**Stored items from a collection**
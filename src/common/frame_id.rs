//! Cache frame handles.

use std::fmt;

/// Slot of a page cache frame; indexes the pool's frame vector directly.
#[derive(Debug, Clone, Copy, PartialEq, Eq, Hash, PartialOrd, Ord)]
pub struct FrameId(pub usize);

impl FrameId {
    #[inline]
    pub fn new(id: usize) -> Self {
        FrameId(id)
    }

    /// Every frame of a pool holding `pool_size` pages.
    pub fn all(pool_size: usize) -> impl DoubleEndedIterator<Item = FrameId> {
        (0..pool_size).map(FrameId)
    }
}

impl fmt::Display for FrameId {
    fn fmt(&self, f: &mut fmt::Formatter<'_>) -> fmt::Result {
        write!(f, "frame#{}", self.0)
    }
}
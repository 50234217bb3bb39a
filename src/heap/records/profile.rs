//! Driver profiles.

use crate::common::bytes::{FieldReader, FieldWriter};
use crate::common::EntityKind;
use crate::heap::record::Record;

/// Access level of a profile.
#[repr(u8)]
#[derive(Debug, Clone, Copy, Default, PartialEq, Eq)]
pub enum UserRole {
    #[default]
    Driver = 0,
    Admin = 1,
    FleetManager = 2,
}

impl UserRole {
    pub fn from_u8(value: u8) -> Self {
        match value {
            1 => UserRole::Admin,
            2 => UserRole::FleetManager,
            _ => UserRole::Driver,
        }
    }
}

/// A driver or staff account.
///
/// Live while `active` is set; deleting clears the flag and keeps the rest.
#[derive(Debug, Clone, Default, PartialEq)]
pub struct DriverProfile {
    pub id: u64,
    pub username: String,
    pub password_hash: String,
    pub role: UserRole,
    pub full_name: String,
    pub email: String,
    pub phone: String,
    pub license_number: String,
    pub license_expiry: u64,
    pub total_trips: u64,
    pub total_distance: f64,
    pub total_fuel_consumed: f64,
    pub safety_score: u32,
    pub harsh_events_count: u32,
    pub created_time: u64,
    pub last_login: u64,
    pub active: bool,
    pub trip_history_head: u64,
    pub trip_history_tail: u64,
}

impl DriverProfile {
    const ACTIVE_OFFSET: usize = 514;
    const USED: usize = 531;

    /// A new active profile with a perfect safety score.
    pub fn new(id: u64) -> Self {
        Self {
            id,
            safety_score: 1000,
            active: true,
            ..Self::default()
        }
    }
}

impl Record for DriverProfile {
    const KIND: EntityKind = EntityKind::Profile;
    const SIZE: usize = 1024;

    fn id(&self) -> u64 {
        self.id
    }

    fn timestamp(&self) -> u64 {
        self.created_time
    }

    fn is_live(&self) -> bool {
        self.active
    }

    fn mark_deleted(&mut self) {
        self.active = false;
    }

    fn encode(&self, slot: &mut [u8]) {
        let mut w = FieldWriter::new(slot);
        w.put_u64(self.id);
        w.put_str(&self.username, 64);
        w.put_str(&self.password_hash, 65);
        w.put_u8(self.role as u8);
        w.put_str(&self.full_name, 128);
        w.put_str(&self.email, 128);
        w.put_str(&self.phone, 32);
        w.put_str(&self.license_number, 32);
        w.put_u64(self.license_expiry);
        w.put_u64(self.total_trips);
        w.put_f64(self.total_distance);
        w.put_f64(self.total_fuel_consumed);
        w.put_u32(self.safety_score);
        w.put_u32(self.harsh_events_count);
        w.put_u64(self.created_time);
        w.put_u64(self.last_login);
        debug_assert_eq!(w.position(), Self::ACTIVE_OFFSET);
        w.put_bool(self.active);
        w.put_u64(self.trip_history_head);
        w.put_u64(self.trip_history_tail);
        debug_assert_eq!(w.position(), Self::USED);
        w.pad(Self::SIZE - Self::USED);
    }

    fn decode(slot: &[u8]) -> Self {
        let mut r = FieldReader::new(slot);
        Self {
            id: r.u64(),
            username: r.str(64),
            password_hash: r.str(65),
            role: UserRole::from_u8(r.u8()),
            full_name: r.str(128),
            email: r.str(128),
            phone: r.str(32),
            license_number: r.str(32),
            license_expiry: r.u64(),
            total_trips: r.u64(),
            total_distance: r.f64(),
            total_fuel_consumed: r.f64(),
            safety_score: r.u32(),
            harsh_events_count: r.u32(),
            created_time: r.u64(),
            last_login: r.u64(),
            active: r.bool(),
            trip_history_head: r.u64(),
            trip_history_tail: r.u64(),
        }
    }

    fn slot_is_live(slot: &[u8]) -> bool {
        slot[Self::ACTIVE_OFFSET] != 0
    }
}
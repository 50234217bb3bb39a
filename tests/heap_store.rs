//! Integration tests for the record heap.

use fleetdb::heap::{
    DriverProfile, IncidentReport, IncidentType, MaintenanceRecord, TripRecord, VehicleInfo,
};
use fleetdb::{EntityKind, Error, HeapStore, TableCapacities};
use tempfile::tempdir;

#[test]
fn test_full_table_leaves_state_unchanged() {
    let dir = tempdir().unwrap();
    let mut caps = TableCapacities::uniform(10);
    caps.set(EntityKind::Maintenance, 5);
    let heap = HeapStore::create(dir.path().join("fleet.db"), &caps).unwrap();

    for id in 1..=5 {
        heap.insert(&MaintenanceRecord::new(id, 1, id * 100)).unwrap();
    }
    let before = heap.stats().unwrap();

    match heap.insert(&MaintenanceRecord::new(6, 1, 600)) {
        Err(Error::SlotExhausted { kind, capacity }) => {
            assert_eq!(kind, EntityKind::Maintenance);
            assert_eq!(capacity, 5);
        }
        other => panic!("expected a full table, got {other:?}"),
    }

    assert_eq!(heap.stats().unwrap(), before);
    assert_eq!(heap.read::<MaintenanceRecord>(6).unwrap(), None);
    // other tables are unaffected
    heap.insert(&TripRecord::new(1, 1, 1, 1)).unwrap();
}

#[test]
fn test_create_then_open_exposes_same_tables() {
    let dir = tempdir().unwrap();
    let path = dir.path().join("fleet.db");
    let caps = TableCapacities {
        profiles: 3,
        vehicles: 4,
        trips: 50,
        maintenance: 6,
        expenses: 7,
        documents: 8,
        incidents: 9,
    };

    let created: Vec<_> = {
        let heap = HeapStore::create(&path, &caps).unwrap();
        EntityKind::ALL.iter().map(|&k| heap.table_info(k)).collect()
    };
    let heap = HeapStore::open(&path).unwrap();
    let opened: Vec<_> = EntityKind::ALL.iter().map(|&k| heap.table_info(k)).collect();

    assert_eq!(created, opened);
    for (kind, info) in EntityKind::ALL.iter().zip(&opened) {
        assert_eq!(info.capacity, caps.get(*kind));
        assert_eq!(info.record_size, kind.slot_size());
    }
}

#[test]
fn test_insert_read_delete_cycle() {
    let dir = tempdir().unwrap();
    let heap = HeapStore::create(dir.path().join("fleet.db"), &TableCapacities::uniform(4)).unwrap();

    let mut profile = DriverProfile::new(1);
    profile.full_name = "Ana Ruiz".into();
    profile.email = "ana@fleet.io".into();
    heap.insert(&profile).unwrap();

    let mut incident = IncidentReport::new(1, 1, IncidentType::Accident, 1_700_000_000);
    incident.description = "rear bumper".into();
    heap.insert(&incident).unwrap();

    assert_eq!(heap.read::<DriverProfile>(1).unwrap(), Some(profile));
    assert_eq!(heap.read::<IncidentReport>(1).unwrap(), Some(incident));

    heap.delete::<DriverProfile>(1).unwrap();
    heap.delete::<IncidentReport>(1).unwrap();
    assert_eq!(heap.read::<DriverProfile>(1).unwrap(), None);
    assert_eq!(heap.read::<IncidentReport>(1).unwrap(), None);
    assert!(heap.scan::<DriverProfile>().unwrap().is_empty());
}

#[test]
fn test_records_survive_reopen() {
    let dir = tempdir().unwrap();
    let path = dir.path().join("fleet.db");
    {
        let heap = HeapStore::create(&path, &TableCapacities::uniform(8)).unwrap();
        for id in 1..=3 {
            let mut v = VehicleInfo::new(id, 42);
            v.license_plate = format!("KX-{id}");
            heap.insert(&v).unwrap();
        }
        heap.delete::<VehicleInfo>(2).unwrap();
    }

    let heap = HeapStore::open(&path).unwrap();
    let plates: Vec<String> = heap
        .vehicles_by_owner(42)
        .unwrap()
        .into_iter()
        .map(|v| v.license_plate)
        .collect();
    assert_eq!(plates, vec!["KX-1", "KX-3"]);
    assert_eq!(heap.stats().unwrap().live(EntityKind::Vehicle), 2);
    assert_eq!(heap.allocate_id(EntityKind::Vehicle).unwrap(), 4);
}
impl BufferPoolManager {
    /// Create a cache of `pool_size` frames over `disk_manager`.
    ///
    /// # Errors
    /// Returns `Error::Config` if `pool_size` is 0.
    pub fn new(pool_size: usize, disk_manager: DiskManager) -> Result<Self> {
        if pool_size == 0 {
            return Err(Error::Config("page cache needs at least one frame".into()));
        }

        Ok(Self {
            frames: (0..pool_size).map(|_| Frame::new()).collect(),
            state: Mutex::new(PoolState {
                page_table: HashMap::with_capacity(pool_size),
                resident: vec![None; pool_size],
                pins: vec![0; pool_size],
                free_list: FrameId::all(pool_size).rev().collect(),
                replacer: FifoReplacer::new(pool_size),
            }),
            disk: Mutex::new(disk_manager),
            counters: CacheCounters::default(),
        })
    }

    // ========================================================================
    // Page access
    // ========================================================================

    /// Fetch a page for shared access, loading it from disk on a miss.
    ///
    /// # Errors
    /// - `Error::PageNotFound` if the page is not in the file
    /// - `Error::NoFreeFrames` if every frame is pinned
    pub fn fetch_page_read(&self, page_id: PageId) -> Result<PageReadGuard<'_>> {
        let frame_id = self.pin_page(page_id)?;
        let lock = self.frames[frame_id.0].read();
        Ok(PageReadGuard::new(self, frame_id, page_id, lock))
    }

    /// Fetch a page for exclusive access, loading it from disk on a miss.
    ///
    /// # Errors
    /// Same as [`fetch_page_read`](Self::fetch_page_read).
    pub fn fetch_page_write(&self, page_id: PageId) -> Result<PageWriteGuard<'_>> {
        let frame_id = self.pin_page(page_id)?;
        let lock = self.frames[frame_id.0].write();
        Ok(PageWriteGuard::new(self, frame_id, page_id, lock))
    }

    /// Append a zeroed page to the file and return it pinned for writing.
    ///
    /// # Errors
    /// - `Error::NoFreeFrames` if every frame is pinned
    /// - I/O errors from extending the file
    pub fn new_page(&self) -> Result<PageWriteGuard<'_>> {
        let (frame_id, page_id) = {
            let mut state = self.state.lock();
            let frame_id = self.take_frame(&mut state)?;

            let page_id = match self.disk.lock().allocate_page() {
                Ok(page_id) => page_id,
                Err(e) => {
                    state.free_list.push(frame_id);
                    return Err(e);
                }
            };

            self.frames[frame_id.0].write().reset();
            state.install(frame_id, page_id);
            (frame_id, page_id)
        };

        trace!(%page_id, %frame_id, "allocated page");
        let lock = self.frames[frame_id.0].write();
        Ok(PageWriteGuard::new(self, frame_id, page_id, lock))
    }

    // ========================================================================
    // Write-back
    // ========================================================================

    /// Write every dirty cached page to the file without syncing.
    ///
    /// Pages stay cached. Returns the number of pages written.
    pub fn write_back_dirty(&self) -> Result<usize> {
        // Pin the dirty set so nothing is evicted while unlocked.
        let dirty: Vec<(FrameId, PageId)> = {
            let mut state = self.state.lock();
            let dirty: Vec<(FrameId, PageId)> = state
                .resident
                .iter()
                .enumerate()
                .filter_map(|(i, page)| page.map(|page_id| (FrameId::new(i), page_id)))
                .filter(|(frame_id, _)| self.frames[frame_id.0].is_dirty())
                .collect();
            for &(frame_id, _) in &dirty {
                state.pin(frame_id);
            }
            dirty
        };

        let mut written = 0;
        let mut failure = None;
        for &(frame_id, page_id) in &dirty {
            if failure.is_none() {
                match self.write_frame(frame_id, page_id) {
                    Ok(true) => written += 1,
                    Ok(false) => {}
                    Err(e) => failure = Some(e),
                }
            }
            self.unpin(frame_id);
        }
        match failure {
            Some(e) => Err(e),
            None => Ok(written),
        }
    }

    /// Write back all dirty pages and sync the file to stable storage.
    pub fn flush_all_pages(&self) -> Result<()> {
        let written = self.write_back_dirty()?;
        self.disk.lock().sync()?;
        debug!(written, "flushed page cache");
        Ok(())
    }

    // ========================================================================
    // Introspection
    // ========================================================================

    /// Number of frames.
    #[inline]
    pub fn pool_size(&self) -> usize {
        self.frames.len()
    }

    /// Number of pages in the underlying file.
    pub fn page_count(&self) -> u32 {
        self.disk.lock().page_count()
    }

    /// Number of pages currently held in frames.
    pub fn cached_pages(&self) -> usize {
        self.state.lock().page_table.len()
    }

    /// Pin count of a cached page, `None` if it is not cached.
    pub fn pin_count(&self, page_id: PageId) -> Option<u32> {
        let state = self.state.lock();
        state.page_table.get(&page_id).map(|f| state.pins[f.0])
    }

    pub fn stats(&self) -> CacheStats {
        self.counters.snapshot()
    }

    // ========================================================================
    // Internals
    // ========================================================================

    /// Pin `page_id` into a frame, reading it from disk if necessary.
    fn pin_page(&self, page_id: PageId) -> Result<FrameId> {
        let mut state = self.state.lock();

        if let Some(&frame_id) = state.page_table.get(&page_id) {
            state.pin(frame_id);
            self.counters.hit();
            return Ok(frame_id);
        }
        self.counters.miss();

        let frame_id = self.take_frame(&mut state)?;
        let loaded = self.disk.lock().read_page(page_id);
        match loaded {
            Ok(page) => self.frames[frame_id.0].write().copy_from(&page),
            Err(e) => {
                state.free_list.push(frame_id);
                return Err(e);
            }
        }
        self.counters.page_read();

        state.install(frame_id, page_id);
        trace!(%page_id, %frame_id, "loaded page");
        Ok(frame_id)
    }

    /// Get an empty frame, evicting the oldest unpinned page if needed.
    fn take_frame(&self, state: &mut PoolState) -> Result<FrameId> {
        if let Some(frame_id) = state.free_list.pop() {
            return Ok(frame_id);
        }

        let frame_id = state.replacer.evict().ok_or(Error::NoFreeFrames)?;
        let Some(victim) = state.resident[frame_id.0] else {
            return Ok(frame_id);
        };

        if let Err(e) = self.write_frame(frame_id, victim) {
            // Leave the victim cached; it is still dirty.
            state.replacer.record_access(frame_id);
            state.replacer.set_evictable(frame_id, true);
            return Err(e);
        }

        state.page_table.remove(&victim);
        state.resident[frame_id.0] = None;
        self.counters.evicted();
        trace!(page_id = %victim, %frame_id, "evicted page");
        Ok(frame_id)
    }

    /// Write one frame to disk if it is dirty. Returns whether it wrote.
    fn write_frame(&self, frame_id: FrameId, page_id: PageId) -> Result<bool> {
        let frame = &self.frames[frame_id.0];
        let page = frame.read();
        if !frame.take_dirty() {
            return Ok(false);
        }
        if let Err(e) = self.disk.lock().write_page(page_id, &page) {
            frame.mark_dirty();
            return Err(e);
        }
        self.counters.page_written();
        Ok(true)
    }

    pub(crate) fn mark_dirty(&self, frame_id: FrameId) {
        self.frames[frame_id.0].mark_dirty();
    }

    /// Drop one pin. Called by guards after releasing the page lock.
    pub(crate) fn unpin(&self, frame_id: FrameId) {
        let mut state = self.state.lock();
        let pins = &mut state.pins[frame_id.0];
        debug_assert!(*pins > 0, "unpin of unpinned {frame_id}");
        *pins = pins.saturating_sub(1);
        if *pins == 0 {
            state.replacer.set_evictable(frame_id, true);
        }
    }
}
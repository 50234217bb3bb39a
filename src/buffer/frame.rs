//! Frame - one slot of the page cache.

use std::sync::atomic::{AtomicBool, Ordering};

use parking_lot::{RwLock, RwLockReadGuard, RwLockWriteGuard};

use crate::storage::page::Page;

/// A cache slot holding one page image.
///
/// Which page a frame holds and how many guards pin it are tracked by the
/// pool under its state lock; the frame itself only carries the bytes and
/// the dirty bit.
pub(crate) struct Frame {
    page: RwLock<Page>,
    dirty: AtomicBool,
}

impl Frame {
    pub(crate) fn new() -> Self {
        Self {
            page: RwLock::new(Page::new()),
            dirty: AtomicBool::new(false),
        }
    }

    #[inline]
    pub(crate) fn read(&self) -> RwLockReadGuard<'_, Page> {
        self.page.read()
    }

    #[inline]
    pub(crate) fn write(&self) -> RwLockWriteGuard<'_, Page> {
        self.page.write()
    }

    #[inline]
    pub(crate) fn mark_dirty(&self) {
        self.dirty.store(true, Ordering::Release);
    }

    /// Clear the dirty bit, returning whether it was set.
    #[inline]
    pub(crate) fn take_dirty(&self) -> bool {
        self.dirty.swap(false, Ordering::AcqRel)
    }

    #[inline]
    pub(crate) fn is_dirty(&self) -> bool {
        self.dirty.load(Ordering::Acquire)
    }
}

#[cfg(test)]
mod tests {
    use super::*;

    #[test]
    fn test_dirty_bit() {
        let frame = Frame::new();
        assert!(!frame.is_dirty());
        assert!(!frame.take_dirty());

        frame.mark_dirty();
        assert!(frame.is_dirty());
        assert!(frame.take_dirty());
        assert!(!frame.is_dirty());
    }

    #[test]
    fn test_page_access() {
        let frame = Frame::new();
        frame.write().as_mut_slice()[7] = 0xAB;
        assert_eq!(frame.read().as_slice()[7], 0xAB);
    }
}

**Assignment**
Work through the records above and count the lines that hold the string "holding". Please give only that figure.

**Result below**
2